Tenemos un sector gravemente abandonado y deteriorado, pero con un enorme potencial para operar como un potente motor económico, social y político en favor de la transformación emprendida.
Es un motor que puede reactivarse sin grandes requerimientos de capital porque ya cuenta con las capacidades necesarias; que generaría mucho empleo y los bienes y servicios adecuados al bienestar mayoritario.

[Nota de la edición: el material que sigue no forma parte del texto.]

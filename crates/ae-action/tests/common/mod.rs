//! Shared builders and test handlers for action tests

#![allow(dead_code)]

use ae_action::{Action, ActionHandler, ActionKind, GroupAction, HandlerError, RaiseErrorAction};
use ae_action::{IterateAction, SetVariableAction};
use ae_core::{AutomationData, ConfiguredError, ExternalData, ObjectPath, Value};
use ae_provider::{BoxProvider, ObjectPathLookup, ProviderExt, StaticProvider, Typed};
use async_trait::async_trait;
use std::sync::{Arc, Mutex};
use std::time::Duration;

pub fn ctx() -> Arc<AutomationData> {
    Arc::new(AutomationData::new(Value::Null))
}

pub fn literal<T>(value: impl Into<T>) -> BoxProvider<T>
where
    T: Clone + Send + Sync + std::fmt::Debug + 'static,
{
    StaticProvider::<T>::new(value).boxed()
}

pub fn lookup(path: &str) -> BoxProvider<Value> {
    ObjectPathLookup::new(path).boxed()
}

pub fn error(code: &str) -> ConfiguredError {
    ConfiguredError::new(code, "Test error", format!("{code} was raised"), 400)
}

pub fn raise(alias: &str, code: &str) -> Action {
    Action::new(
        "Raise",
        alias,
        ActionKind::RaiseError(RaiseErrorAction::new(literal(error(code)))),
    )
}

pub fn set_var(alias: &str, name: &str, value: impl Into<Value>) -> Action {
    set_var_from(alias, name, literal(value.into()))
}

pub fn set_var_from(alias: &str, name: &str, value: BoxProvider<Value>) -> Action {
    Action::new(
        "Set variable",
        alias,
        ActionKind::SetVariable(SetVariableAction::new(literal(name), value)),
    )
}

pub fn group(alias: &str, actions: Vec<Action>, parallel: bool) -> Action {
    let actions = actions.into_iter().map(Arc::new).collect();
    Action::new(
        "Group",
        alias,
        ActionKind::Group(GroupAction::new(actions, parallel)),
    )
}

pub fn iterate(list: Vec<Value>, actions: Vec<Action>) -> IterateAction {
    IterateAction::new(literal(list), actions.into_iter().map(Arc::new).collect())
}

pub fn iterate_action(alias: &str, iterate: IterateAction) -> Action {
    Action::new("Iterate", alias, ActionKind::Iterate(iterate))
}

pub fn as_list(path: &str) -> BoxProvider<Vec<Value>> {
    Typed::<Vec<Value>>::new(lookup(path)).boxed()
}

pub async fn variable(ctx: &AutomationData, name: &str) -> Option<Value> {
    ctx.lookup(&ObjectPath::from_segments(["variables", name]))
        .await
}

/// Sleeps, then records the order in which it finished
#[derive(Debug)]
pub struct Sleep {
    pub name: String,
    pub duration: Duration,
    pub finished: Arc<Mutex<Vec<String>>>,
}

#[async_trait]
impl ActionHandler for Sleep {
    fn type_name(&self) -> &str {
        "sleep"
    }

    fn is_read_only(&self) -> bool {
        true
    }

    async fn handle(
        &self,
        _ctx: &AutomationData,
        output: &mut ExternalData,
    ) -> Result<(), HandlerError> {
        tokio::time::sleep(self.duration).await;
        self.finished.lock().unwrap().push(self.name.clone());
        output.output = Some(Value::from(self.name.as_str()));
        Ok(())
    }
}

pub fn sleep(alias: &str, millis: u64, finished: &Arc<Mutex<Vec<String>>>) -> Action {
    Action::new(
        "Sleep",
        alias,
        ActionKind::External(Arc::new(Sleep {
            name: alias.to_string(),
            duration: Duration::from_millis(millis),
            finished: Arc::clone(finished),
        })),
    )
}

/// Records the value found at a path each time it runs
#[derive(Debug)]
pub struct Record {
    pub path: ObjectPath,
    pub seen: Arc<Mutex<Vec<Value>>>,
}

#[async_trait]
impl ActionHandler for Record {
    fn type_name(&self) -> &str {
        "record"
    }

    fn is_read_only(&self) -> bool {
        true
    }

    async fn handle(
        &self,
        ctx: &AutomationData,
        _output: &mut ExternalData,
    ) -> Result<(), HandlerError> {
        let value = ctx.lookup(&self.path).await.unwrap_or(Value::Null);
        self.seen.lock().unwrap().push(value);
        Ok(())
    }
}

pub fn record(alias: &str, path: &str, seen: &Arc<Mutex<Vec<Value>>>) -> Action {
    Action::new(
        "Record",
        alias,
        ActionKind::External(Arc::new(Record {
            path: ObjectPath::parse(path),
            seen: Arc::clone(seen),
        })),
    )
}

/// Panics instead of returning
#[derive(Debug)]
pub struct Panic;

#[async_trait]
impl ActionHandler for Panic {
    fn type_name(&self) -> &str {
        "panic"
    }

    async fn handle(
        &self,
        _ctx: &AutomationData,
        _output: &mut ExternalData,
    ) -> Result<(), HandlerError> {
        panic!("handler gave up")
    }
}

pub fn panicking(alias: &str) -> Action {
    Action::new("Panic", alias, ActionKind::External(Arc::new(Panic)))
}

Se trata del sector social de la producción. De hecho, un conjunto de sectores y grupos sociales excluidos de la estrategia de crecimiento neoliberal, del mercado globalizado y de los canales de comercialización modernos. Se trata de empresas, ejidos, comunidades, talleres, pequeños productores urbanos y rurales que operan a tan solo una porción de sus capacidades, pero que no han sido destruidos y pueden ser reactivados.
Reactivar al sector social requiere comprenderlo no desde una definición obsoleta basada en la forma de propiedad (ejidos, comunidades, cooperativas) sino, de manera amplia, por su función social (supervivencia de los excluidos), por su potencial y por su orientación productiva.
En el sector social se localiza una enorme riqueza. Para reactivarlo basta reconectarlo a mecanismos de mercado particularmente apropiados. Para que florezca hay que empezar regándolo con demanda efectiva. Y existe una que es altamente modulable; la que generan las transferencias sociales. No se reactiva con capitales, sino con una reorientación de la política social concertada con los productores y consumidores sociales en sus auténticas formas de expresión. No al entramado de organizaciones a modo creadas por funcionarios de escritorio de cada entidad pública.
La ruta más viable para re-partir el pastel económico es reconstruir y aliarse con el sector social de la economía, como lo prevé la Constitución.